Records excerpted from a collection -

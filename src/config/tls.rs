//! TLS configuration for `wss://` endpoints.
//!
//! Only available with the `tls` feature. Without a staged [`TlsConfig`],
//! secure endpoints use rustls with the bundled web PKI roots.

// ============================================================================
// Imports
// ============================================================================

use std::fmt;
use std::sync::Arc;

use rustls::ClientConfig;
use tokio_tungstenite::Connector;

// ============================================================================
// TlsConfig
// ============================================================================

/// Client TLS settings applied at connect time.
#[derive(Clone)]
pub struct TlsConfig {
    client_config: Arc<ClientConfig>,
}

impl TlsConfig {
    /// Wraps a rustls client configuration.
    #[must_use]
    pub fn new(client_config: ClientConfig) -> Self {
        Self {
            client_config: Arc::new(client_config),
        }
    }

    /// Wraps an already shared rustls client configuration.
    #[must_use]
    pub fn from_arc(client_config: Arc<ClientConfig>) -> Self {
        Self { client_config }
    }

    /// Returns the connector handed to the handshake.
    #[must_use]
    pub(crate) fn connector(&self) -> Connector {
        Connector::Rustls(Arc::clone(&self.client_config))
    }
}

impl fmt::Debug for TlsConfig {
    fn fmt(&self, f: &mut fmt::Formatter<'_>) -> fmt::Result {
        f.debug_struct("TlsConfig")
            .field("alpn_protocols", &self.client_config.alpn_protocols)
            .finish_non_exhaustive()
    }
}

Aim of the exercise - Nothing but the lines from the one containing "Connector::Rustls(Arc::clone(&self.client_config))" through the final line of the data above is to be reproduced, each exactly as written.

Your response -
        Connector::Rustls(Arc::clone(&self.client_config))
    }
}

impl fmt::Debug for TlsConfig {
    fn fmt(&self, f: &mut fmt::Formatter<'_>) -> fmt::Result {
        f.debug_struct("TlsConfig")
            .field("alpn_protocols", &self.client_config.alpn_protocols)
            .finish_non_exhaustive()
    }
}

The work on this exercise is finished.